▸ **EXERCISE REQUIREMENTS**
Write each record again exactly as it stands.

Data excerpts
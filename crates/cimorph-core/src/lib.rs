pub mod analyzer;
pub mod convert;
pub mod error;
pub mod graph;
pub mod parser;
pub mod render;

pub use analyzer::{analyze, graph_metrics, Analysis, GraphMetrics};
pub use convert::{gitlab_to_github_actions, ConversionResult};
pub use error::ParseError;
pub use graph::builder::GraphBuilder;
pub use graph::{Edge, EdgeKind, Graph, JobKind, Node};
pub use parser::gitlab::GitLabParser;
pub use parser::pipeline::{Job, Pipeline, Secret, Variable};
//! Replace-all loader
//!
//! Clears the target collection, inserts documents in fixed-size batches in
//! input order, then creates the collection indexes. The first failed batch
//! stops the load; indexes are only created after every batch succeeded.

use medseed_common::Result;
use std::time::Instant;
use tracing::{info, instrument};

use crate::config::DEFAULT_BATCH_SIZE;
use crate::models::MedicineDocument;
use crate::progress::{create_insert_progress, hidden_progress};
use crate::store::{medicine_indexes, MedicineStore};

#[derive(Debug, Clone, Copy)]
pub struct LoaderConfig {
    pub batch_size: usize,
    pub show_progress: bool,
}

impl Default for LoaderConfig {
    fn default() -> Self {
        Self {
            batch_size: DEFAULT_BATCH_SIZE,
            show_progress: true,
        }
    }
}

/// What a load did to the collection
#[derive(Debug, Clone, Default, PartialEq, Eq)]
pub struct LoadReport {
    pub cleared: u64,
    pub inserted: usize,
    pub batches: usize,
    pub indexes: Vec<String>,
}

pub struct ReplaceAllLoader<'a> {
    store: &'a dyn MedicineStore,
    config: LoaderConfig,
}

impl<'a> ReplaceAllLoader<'a> {
    pub fn new(store: &'a dyn MedicineStore, config: LoaderConfig) -> Self {
        // A zero batch size is rejected during config validation.
        let config = LoaderConfig {
            batch_size: config.batch_size.max(1),
            ..config
        };
        Self { store, config }
    }

    /// Number of insert calls needed for `count` documents
    pub fn batch_count(&self, count: usize) -> usize {
        count.div_ceil(self.config.batch_size)
    }

    /// Replace the collection contents with `documents`.
    ///
    /// An empty slice leaves the collection untouched.
    #[instrument(skip_all, fields(documents = documents.len(), batch_size = self.config.batch_size))]
    pub async fn load(&self, documents: &[MedicineDocument]) -> Result<LoadReport> {
        if documents.is_empty() {
            info!("No documents to load, leaving collection untouched");
            return Ok(LoadReport::default());
        }

        let start = Instant::now();
        let cleared = self.store.clear_all().await?;
        info!(cleared, "Cleared existing medicines");

        let total_batches = self.batch_count(documents.len());
        let pb = if self.config.show_progress {
            create_insert_progress(documents.len() as u64, "Inserting medicines")
        } else {
            hidden_progress(documents.len() as u64)
        };

        let mut inserted = 0;
        for (batch_idx, batch) in documents.chunks(self.config.batch_size).enumerate() {
            let count = match self.store.insert_batch(batch).await {
                Ok(count) => count,
                Err(e) => {
                    pb.abandon_with_message(format!(
                        "Failed at batch {}/{}",
                        batch_idx + 1,
                        total_batches
                    ));
                    return Err(e);
                },
            };
            inserted += count;
            pb.inc(batch.len() as u64);
            info!("Inserted batch {}/{}", batch_idx + 1, total_batches);
        }
        pb.finish_and_clear();

        let indexes = self.store.ensure_indexes(&medicine_indexes()).await?;
        info!(indexes = ?indexes, "Created indexes");

        info!(
            inserted,
            batches = total_batches,
            duration_ms = start.elapsed().as_millis() as u64,
            "Load complete"
        );

        Ok(LoadReport {
            cleared,
            inserted,
            batches: total_batches,
            indexes,
        })
    }
}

▸ **EXERCISE ANSWER**
filename crates/cimorph-core/src/lib.rs
pub mod analyzer;
pub mod convert;
pub mod error;
pub mod graph;
pub mod parser;
pub mod render;

pub use analyzer::{analyze, graph_metrics, Analysis, GraphMetrics};
pub use convert::{gitlab_to_github_actions, ConversionResult};
pub use error::ParseError;
pub use graph::builder::GraphBuilder;
pub use graph::{Edge, EdgeKind, Graph, JobKind, Node};
pub use parser::gitlab::GitLabParser;
pub use parser::pipeline::{Job, Pipeline, Secret, Variable};
//! Replace-all loader
//!
//! Clears the target collection, inserts documents in fixed-size batches in
//! input order, then creates the collection indexes. The first failed batch
//! stops the load; indexes are only created after every batch succeeded.

use medseed_common::Result;
use std::time::Instant;
use tracing::{info, instrument};

use crate::config::DEFAULT_BATCH_SIZE;
use crate::models::MedicineDocument;
use crate::progress::{create_insert_progress, hidden_progress};
use crate::store::{medicine_indexes, MedicineStore};

#[derive(Debug, Clone, Copy)]
pub struct LoaderConfig {
    pub batch_size: usize,
    pub show_progress: bool,
}

impl Default for LoaderConfig {
    fn default() -> Self {
        Self {
            batch_size: DEFAULT_BATCH_SIZE,
            show_progress: true,
        }
    }
}

/// What a load did to the collection
#[derive(Debug, Clone, Default, PartialEq, Eq)]
pub struct LoadReport {
    pub cleared: u64,
    pub inserted: usize,
    pub batches: usize,
    pub indexes: Vec<String>,
}

pub struct ReplaceAllLoader<'a> {
    store: &'a dyn MedicineStore,
    config: LoaderConfig,
}

impl<'a> ReplaceAllLoader<'a> {
    pub fn new(store: &'a dyn MedicineStore, config: LoaderConfig) -> Self {
        // A zero batch size is rejected during config validation.
        let config = LoaderConfig {
            batch_size: config.batch_size.max(1),
            ..config
        };
        Self { store, config }
    }

    /// Number of insert calls needed for `count` documents
    pub fn batch_count(&self, count: usize) -> usize {
        count.div_ceil(self.config.batch_size)
    }

    /// Replace the collection contents with `documents`.
    ///
    /// An empty slice leaves the collection untouched.
    #[instrument(skip_all, fields(documents = documents.len(), batch_size = self.config.batch_size))]
    pub async fn load(&self, documents: &[MedicineDocument]) -> Result<LoadReport> {
        if documents.is_empty() {
            info!("No documents to load, leaving collection untouched");
            return Ok(LoadReport::default());
        }

        let start = Instant::now();
        let cleared = self.store.clear_all().await?;
        info!(cleared, "Cleared existing medicines");

        let total_batches = self.batch_count(documents.len());
        let pb = if self.config.show_progress {
            create_insert_progress(documents.len() as u64, "Inserting medicines")
        } else {
            hidden_progress(documents.len() as u64)
        };

        let mut inserted = 0;
        for (batch_idx, batch) in documents.chunks(self.config.batch_size).enumerate() {
            let count = match self.store.insert_batch(batch).await {
                Ok(count) => count,
                Err(e) => {
                    pb.abandon_with_message(format!(
                        "Failed at batch {}/{}",
                        batch_idx + 1,
                        total_batches
                    ));
                    return Err(e);
                },
            };
            inserted += count;
            pb.inc(batch.len() as u64);
            info!("Inserted batch {}/{}", batch_idx + 1, total_batches);
        }
        pb.finish_and_clear();

        let indexes = self.store.ensure_indexes(&medicine_indexes()).await?;
        info!(indexes = ?indexes, "Created indexes");

        info!(
            inserted,
            batches = total_batches,
            duration_ms = start.elapsed().as_millis() as u64,
            "Load complete"
        );

        Ok(LoadReport {
            cleared,
            inserted,
            batches: total_batches,
            indexes,
        })
    }
}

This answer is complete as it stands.